**Task objective:**
Below are records. Find each line in them that holds the word "RichTextHandler" and copy it.

**Source material:**
○ ○ ○
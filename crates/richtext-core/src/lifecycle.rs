//! Editing-surface lifecycle.
//!
//! Mounting installs the rich-text mode on a session: the recognized block
//! kinds are registered with the model, the [`RichTextHandler`] is installed
//! at the lowest priority tier, and the normalizer configuration is selected
//! once from the surface's capabilities. Unmounting tears all of that down
//! as one unit. `clear` resets the document to the canonical empty state: a
//! root with exactly one empty paragraph.

use thiserror::Error;

use crate::commands::CommandPriority;
use crate::dispatch::{CaretPolicy, RichTextHandler};
use crate::input::{InputNormalizer, SurfaceCapabilities};
use crate::model::{BlockKind, EditorModel};
use crate::session::{EditorSession, Installed};

/// The block kinds the rich-text mode registers at mount.
pub const RECOGNIZED_BLOCKS: [BlockKind; 5] = [
    BlockKind::Paragraph,
    BlockKind::Heading,
    BlockKind::ListItem,
    BlockKind::Quote,
    BlockKind::CodeBlock,
];

/// Lifecycle state of an editing surface.
#[derive(Debug, Clone, Copy, PartialEq, Eq)]
pub enum LifecycleState {
    /// No rich-text mode installed.
    Unmounted,
    /// Rich-text mode installed and processing events.
    Mounted,
}

/// Lifecycle misuse.
#[derive(Debug, Error)]
pub enum LifecycleError {
    /// `mount` on a session that is already mounted.
    #[error("editing surface is already mounted")]
    AlreadyMounted,
    /// `unmount` on a session that is not mounted.
    #[error("editing surface is not mounted")]
    NotMounted,
}

/// Configuration for [`EditorSession::mount`].
pub struct MountOptions {
    /// Seed an empty document with a single paragraph.
    pub init_empty_document: bool,
    /// What the input surface can deliver, detected once by the host.
    pub capabilities: SurfaceCapabilities,
    /// Arrow-key override predicate; defaults to trusting native motion.
    pub caret_policy: Option<Box<dyn CaretPolicy>>,
}

impl Default for MountOptions {
    fn default() -> Self {
        Self {
            init_empty_document: false,
            capabilities: SurfaceCapabilities::native(),
            caret_policy: None,
        }
    }
}

impl<M: EditorModel> EditorSession<M> {
    /// Current lifecycle state.
    pub fn lifecycle(&self) -> LifecycleState {
        if self.installed.is_some() {
            LifecycleState::Mounted
        } else {
            LifecycleState::Unmounted
        }
    }

    /// Install the rich-text mode on this session.
    pub fn mount(&mut self, options: MountOptions) -> Result<(), LifecycleError> {
        if self.installed.is_some() {
            return Err(LifecycleError::AlreadyMounted);
        }

        self.update(|model| model.register_block_kinds(&RECOGNIZED_BLOCKS));

        let handler = match options.caret_policy {
            Some(policy) => RichTextHandler::with_policy(policy),
            None => RichTextHandler::new(),
        };
        let handler_id = self.register_handler(CommandPriority::Editor, move |model, command| {
            handler.handle(model, command)
        });
        let normalizer = InputNormalizer::for_surface(options.capabilities);
        self.installed = Some(Installed {
            handler: handler_id,
            normalizer,
        });

        if options.init_empty_document {
            self.init_paragraph();
        }
        tracing::debug!("editing surface mounted");
        Ok(())
    }

    /// Tear down every registration installed at mount, as one unit.
    pub fn unmount(&mut self) -> Result<(), LifecycleError> {
        let Some(installed) = self.installed.take() else {
            return Err(LifecycleError::NotMounted);
        };
        self.unregister_handler(installed.handler);
        self.composing = false;
        tracing::debug!("editing surface unmounted");
        Ok(())
    }

    /// Wipe the document back to a root with a single empty paragraph.
    pub fn clear(&mut self) {
        self.clear_with(|| {});
    }

    /// Like [`clear`](EditorSession::clear), invoking `on_done` exactly once
    /// after the wiped state is committed.
    pub fn clear_with(&mut self, on_done: impl FnOnce()) {
        tracing::debug!("clearing document");
        self.update_with(
            |model| {
                let root = model.root();
                let selection_visible = model.selection_anchor().is_some() || model.has_focus();
                model.clear_children(root);
                let paragraph = model.append_paragraph(root);
                if selection_visible {
                    model.select_inside(paragraph);
                }
            },
            on_done,
        );
    }

    /// Seed an empty root with a single paragraph, placing the selection
    /// inside it when the surface would show it. A root that already has a
    /// first child is left untouched.
    fn init_paragraph(&mut self) {
        self.update(|model| {
            let root = model.root();
            if model.first_child(root).is_some() {
                return;
            }
            let selection_visible = model.selection_anchor().is_some() || model.has_focus();
            let paragraph = model.append_paragraph(root);
            if selection_visible {
                model.select_inside(paragraph);
            }
        });
    }
}
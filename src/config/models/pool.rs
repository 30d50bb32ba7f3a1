//! Object pool configuration

use super::*;
use serde::{Deserialize, Serialize};

/// Object pool configuration
#[derive(Debug, Clone, PartialEq, Eq, Serialize, Deserialize)]
pub struct PoolConfig {
    /// Number of instances built when the pool is created
    #[serde(default = "default_pool_capacity")]
    pub capacity: usize,
}

impl Default for PoolConfig {
    fn default() -> Self {
        Self {
            capacity: default_pool_capacity(),
        }
    }
}

/// Partial pool configuration used as an override layer
///
/// Only fields that are `Some` replace the base value on merge.
#[derive(Debug, Clone, Default, PartialEq, Eq, Serialize, Deserialize)]
pub struct PoolConfigLayer {
    #[serde(default)]
    pub capacity: Option<usize>,
}

impl From<PoolConfig> for PoolConfigLayer {
    fn from(config: PoolConfig) -> Self {
        Self {
            capacity: Some(config.capacity),
        }
    }
}

impl PoolConfig {
    /// Merge pool configurations (values set in `other` take precedence)
    pub fn merge(mut self, other: PoolConfigLayer) -> Self {
        if let Some(capacity) = other.capacity {
            self.capacity = capacity;
        }
        self
    }
}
○ ○ ○
**Solved exercise:**
//! kinds are registered with the model, the [`RichTextHandler`] is installed
use crate::dispatch::{CaretPolicy, RichTextHandler};
            Some(policy) => RichTextHandler::with_policy(policy),
            None => RichTextHandler::new(),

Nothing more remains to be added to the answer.